Algorithm

As briefly outlined on the home page, the Salient Poses algorithm first analyzes the motion capture animation to identity potential sets of keyframes that can be used to reconstruct the animation. As the user, you are expected to choose the particular set of keyframes best to your editing task. From there, the algorithm creates a simplified animation using contains only these keyframes. In the simplified animation, the inbetweens are tweaked to best recreate the original animation.

In this page, we dive deeper into the technical details of the algorithm. Next we will outline the steps used during execution, and then describe each one in detail. If you’re looking for more information, don’t forget to check out the paper.

[Image, Steps of the Algorithm]

The steps performed by of the Salient Poses are best described as analysis, selection, user choice, and reduction.

Analysis is the process of evaluating how well each pair of keyframes describes the motion. In selection, we use dynamic programming to compose an optimal set of keyframes for each level of compression. Next, the user chooses the particular set of keyframes best suited to their task. And, finally, reduction is the process of replacing non-keyframes with automatically generated in-betweens.

Analysis

The first step is to evaluate how important each of the mocap’s keyframes are. In our current design, we do this by estimating how well every possible pair of keyframes approximates the motion between them. In particular, we form high-dimensional points from the poses of these keyframes and then interpolate them to form a high-dimensional line. We then compare this line against each of the poses of the frames between those keyframes, in which each pose forms another high-dimensional point. This formulation is useful, because it provides a geometric definition of what it means for keyframes to be important: a pair of keyframes is important when all poses between the keyframes are close to the interpolating line.

With the definition given above, this first analysis step can be performed by iterating through the pairs of keyframes and measuring the point-to-line distance described above.

Here’s the idea written down in Python code, in which we build an error table that records the error between the line spanning the keyframes and the frames between them.
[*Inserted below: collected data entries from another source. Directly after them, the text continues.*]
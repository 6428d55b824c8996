//! Interstitial and app-open coordinators
//!
//! Both formats share the same surface: load, show, and reload once the ad
//! is dismissed or fails to present.

use super::{handle_common_event, AdDriver, CoordinatorCore};
use crate::delegate::AdEventDelegate;
use crate::sdk::{AdEvent, FullscreenAd};
use std::sync::Arc;

/// Driver for a full-screen ad without rewards
pub(crate) struct FullscreenDriver {
    ad: Box<dyn FullscreenAd>,
    delegate: Arc<dyn AdEventDelegate>,
}

impl FullscreenDriver {
    pub(crate) fn new(ad: Box<dyn FullscreenAd>, delegate: Arc<dyn AdEventDelegate>) -> Self {
        Self { ad, delegate }
    }
}

impl AdDriver for FullscreenDriver {
    fn load(&mut self) {
        self.ad.load();
    }

    fn show(&mut self) {
        self.ad.show();
    }

    fn handle_event(&mut self, core: &mut CoordinatorCore, event: AdEvent) {
        let delegate = self.delegate.clone();
        if let Some(other) = handle_common_event(self, core, delegate.as_ref(), event) {
            core.ignore(&other);
        }
    }
}
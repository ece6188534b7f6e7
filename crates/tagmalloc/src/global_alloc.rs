//! `#[global_allocator]` support for tagmalloc.
//!
//! Allows Rust programs to allocate from the process-wide heap:
//!
//! ```rust,ignore
//! use tagmalloc::TagMalloc;
//!
//! #[global_allocator]
//! static GLOBAL: TagMalloc = TagMalloc;
//! ```

use crate::init;
use crate::util::MIN_ALIGN;
use core::alloc::{GlobalAlloc, Layout};
use core::ptr;

/// A zero-sized unit struct that implements [`GlobalAlloc`] over the
/// process-wide boundary-tag heap.
pub struct TagMalloc;

unsafe impl GlobalAlloc for TagMalloc {
    #[inline]
    unsafe fn alloc(&self, layout: Layout) -> *mut u8 {
        let size = layout.size();
        let align = layout.align();

        // Zero-size types: a well-aligned dangling pointer.
        if size == 0 {
            return align as *mut u8;
        }

        let result = if align <= MIN_ALIGN {
            init::heap().allocate(size)
        } else {
            init::heap().allocate_aligned(size, align)
        };
        result.map_or(ptr::null_mut(), |p| p.as_ptr())
    }

    #[inline]
    unsafe fn alloc_zeroed(&self, layout: Layout) -> *mut u8 {
        let size = layout.size();
        let align = layout.align();

        if size == 0 {
            return align as *mut u8;
        }

        if align <= MIN_ALIGN {
            init::heap().zeroed(1, size).map_or(ptr::null_mut(), |p| p.as_ptr())
        } else {
            let p = self.alloc(layout);
            if !p.is_null() {
                ptr::write_bytes(p, 0, size);
            }
            p
        }
    }

    #[inline]
    unsafe fn dealloc(&self, ptr: *mut u8, layout: Layout) {
        if layout.size() == 0 {
            return;
        }
        init::heap().release(ptr);
    }

    #[inline]
    unsafe fn realloc(&self, ptr: *mut u8, layout: Layout, new_size: usize) -> *mut u8 {
        let old_size = layout.size();
        let align = layout.align();

        // Old allocation was zero-sized: this is effectively a fresh alloc.
        if old_size == 0 {
            return self.alloc(Layout::from_size_align_unchecked(new_size, align));
        }

        // GlobalAlloc guarantees new_size > 0, so resize never takes its
        // release-only path here.
        debug_assert!(new_size > 0, "GlobalAlloc::realloc called with new_size == 0");

        let heap = init::heap();
        if align <= MIN_ALIGN {
            return heap.resize(ptr, new_size).unwrap_or(ptr::null_mut());
        }

        // resize() only guarantees MIN_ALIGN for a moved block.
        if heap.usable_size(ptr) >= new_size {
            return ptr;
        }
        match heap.allocate_aligned(new_size, align) {
            Ok(new) => {
                ptr::copy_nonoverlapping(ptr, new.as_ptr(), old_size.min(new_size));
                heap.release(ptr);
                new.as_ptr()
            }
            Err(_) => ptr::null_mut(),
        }
    }
}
In this case error corresponds to the point-to-line distance and important is high when the error is low.

# Create a table of measuring error for each
# pair of keyframes.
def create_error_table():

    table = {}
    for pair in pairs_of_keyframes:

        # Calculate error as the largest point-to-line distance
        error = 0
        line = interpolate(pair)
        for frame in frames_between(pair):
            distance = point_to_line_distance(pair, frame)
            if distance > error:
                error = distance

        # Save the error to the table
        table[pair] = error

    return table

And that’s it for the first step. Note that there is no reason why we have to use this particular definition of importance. In fact, inspired by optimization methods, we intentionally designed Salient Poses to be able to use other definitions. We will explore other possible criteria for quantifying the usefulness of a keyframes in future work.

Selection

The second step performed by Salient Poses is selection, which is the process of choosing an optimal set of keyframes for each level of compression (a set of two keyframes, a set of three keyframes, a set of four, of five, and so on). Here the word optimal means that each keyframe is important or, in other words, that the set of keyframes minimize the total error from the table provided by the first analysis step.

Why is it hard?

A brute-force approach to find all optimal sets of keyframes - such as iterating through all possible combinations - is not possible. There are simply too many possible combinations for any computer, even a very fast one, to step through each of the alternatives. For what it’s wroth, the problem of finding an optimal set of keyframes is related to the infamous NP-hard Travelling Salesman Problem.

How can we solve it then?

Thankfully, dynamic programming comes to rescue. By adding the constraint that the problem has a beginning and an end - in our case this constraints means the first and last frames must be keyframes - we are able to express the problem to have something called an optimal substructure.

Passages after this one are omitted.